Dataset entries
——

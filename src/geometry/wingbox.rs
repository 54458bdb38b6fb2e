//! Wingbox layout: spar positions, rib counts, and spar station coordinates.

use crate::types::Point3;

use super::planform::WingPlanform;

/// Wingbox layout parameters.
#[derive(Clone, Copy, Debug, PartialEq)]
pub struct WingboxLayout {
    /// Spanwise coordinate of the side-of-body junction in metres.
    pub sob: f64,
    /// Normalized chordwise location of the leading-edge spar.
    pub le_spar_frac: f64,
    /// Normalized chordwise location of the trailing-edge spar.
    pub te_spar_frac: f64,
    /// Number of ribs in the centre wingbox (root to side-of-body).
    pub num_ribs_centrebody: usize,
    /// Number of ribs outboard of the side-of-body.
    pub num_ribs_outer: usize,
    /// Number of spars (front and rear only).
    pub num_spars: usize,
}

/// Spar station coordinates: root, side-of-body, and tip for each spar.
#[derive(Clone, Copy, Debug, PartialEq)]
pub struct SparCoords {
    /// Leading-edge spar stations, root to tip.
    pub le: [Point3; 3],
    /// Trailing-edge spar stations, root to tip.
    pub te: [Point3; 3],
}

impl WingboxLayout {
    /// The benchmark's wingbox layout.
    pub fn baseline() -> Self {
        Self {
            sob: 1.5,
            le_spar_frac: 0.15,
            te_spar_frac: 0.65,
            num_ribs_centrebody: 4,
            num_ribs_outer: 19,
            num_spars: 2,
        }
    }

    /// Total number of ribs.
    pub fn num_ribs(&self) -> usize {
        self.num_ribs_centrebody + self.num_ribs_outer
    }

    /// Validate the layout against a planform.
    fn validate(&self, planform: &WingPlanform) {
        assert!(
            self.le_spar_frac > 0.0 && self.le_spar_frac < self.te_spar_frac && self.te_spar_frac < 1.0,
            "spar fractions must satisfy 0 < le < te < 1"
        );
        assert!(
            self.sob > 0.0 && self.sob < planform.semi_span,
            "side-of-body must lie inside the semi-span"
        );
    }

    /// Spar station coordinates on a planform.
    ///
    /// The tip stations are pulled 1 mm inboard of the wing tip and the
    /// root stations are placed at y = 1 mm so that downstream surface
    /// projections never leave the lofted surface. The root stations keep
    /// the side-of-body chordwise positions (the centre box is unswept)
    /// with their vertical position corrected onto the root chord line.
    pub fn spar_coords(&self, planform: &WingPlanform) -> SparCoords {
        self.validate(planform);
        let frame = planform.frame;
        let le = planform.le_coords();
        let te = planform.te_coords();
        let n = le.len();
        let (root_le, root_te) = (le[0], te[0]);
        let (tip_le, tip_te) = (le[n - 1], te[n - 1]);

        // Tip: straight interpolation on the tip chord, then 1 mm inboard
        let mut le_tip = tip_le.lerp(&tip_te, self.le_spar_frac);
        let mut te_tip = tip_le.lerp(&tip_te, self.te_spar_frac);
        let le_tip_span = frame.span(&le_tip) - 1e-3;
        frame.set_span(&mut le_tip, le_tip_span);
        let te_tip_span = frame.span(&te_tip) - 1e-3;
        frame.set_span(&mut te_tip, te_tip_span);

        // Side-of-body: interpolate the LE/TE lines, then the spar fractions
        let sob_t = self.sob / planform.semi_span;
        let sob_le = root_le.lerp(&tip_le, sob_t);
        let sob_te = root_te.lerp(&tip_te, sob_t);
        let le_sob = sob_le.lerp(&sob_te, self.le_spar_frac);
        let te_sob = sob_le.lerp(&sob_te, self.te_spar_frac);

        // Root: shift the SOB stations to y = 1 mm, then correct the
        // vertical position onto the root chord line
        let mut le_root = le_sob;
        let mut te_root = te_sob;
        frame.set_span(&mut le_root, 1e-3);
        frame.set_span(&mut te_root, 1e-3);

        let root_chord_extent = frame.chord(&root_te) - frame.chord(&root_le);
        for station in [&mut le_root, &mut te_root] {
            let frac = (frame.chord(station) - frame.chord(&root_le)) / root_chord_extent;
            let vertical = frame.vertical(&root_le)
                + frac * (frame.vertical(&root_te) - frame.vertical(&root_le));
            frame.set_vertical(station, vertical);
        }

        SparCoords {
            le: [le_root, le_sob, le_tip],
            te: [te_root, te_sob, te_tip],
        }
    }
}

——

From the data above, extract every line in its exact form.

filename src/geometry/wingbox.rs
repository 54458bdb38b6fb2e
//! Wingbox layout: spar positions, rib counts, and spar station coordinates.

use crate::types::Point3;

use super::planform::WingPlanform;

/// Wingbox layout parameters.
#[derive(Clone, Copy, Debug, PartialEq)]
pub struct WingboxLayout {
    /// Spanwise coordinate of the side-of-body junction in metres.
    pub sob: f64,
    /// Normalized chordwise location of the leading-edge spar.
    pub le_spar_frac: f64,
    /// Normalized chordwise location of the trailing-edge spar.
    pub te_spar_frac: f64,
    /// Number of ribs in the centre wingbox (root to side-of-body).
    pub num_ribs_centrebody: usize,
    /// Number of ribs outboard of the side-of-body.
    pub num_ribs_outer: usize,
    /// Number of spars (front and rear only).
    pub num_spars: usize,
}

/// Spar station coordinates: root, side-of-body, and tip for each spar.
#[derive(Clone, Copy, Debug, PartialEq)]
pub struct SparCoords {
    /// Leading-edge spar stations, root to tip.
    pub le: [Point3; 3],
    /// Trailing-edge spar stations, root to tip.
    pub te: [Point3; 3],
}

impl WingboxLayout {
    /// The benchmark's wingbox layout.
    pub fn baseline() -> Self {
        Self {
            sob: 1.5,
            le_spar_frac: 0.15,
            te_spar_frac: 0.65,
            num_ribs_centrebody: 4,
            num_ribs_outer: 19,
            num_spars: 2,
        }
    }

    /// Total number of ribs.
    pub fn num_ribs(&self) -> usize {
        self.num_ribs_centrebody + self.num_ribs_outer
    }

    /// Validate the layout against a planform.
    fn validate(&self, planform: &WingPlanform) {
        assert!(
            self.le_spar_frac > 0.0 && self.le_spar_frac < self.te_spar_frac && self.te_spar_frac < 1.0,
            "spar fractions must satisfy 0 < le < te < 1"
        );
        assert!(
            self.sob > 0.0 && self.sob < planform.semi_span,
            "side-of-body must lie inside the semi-span"
        );
    }

    /// Spar station coordinates on a planform.
    ///
    /// The tip stations are pulled 1 mm inboard of the wing tip and the
    /// root stations are placed at y = 1 mm so that downstream surface
    /// projections never leave the lofted surface. The root stations keep
    /// the side-of-body chordwise positions (the centre box is unswept)
    /// with their vertical position corrected onto the root chord line.
    pub fn spar_coords(&self, planform: &WingPlanform) -> SparCoords {
        self.validate(planform);
        let frame = planform.frame;
        let le = planform.le_coords();
        let te = planform.te_coords();
        let n = le.len();
        let (root_le, root_te) = (le[0], te[0]);
        let (tip_le, tip_te) = (le[n - 1], te[n - 1]);

        // Tip: straight interpolation on the tip chord, then 1 mm inboard
        let mut le_tip = tip_le.lerp(&tip_te, self.le_spar_frac);
        let mut te_tip = tip_le.lerp(&tip_te, self.te_spar_frac);
        let le_tip_span = frame.span(&le_tip) - 1e-3;
        frame.set_span(&mut le_tip, le_tip_span);
        let te_tip_span = frame.span(&te_tip) - 1e-3;
        frame.set_span(&mut te_tip, te_tip_span);

        // Side-of-body: interpolate the LE/TE lines, then the spar fractions
        let sob_t = self.sob / planform.semi_span;
        let sob_le = root_le.lerp(&tip_le, sob_t);
        let sob_te = root_te.lerp(&tip_te, sob_t);
        let le_sob = sob_le.lerp(&sob_te, self.le_spar_frac);
        let te_sob = sob_le.lerp(&sob_te, self.te_spar_frac);

        // Root: shift the SOB stations to y = 1 mm, then correct the
        // vertical position onto the root chord line
        let mut le_root = le_sob;
        let mut te_root = te_sob;
        frame.set_span(&mut le_root, 1e-3);
        frame.set_span(&mut te_root, 1e-3);

        let root_chord_extent = frame.chord(&root_te) - frame.chord(&root_le);
        for station in [&mut le_root, &mut te_root] {
            let frac = (frame.chord(station) - frame.chord(&root_le)) / root_chord_extent;
            let vertical = frame.vertical(&root_le)
                + frac * (frame.vertical(&root_te) - frame.vertical(&root_le));
            frame.set_vertical(station, vertical);
        }

        SparCoords {
            le: [le_root, le_sob, le_tip],
            te: [te_root, te_sob, te_tip],
        }
    }
}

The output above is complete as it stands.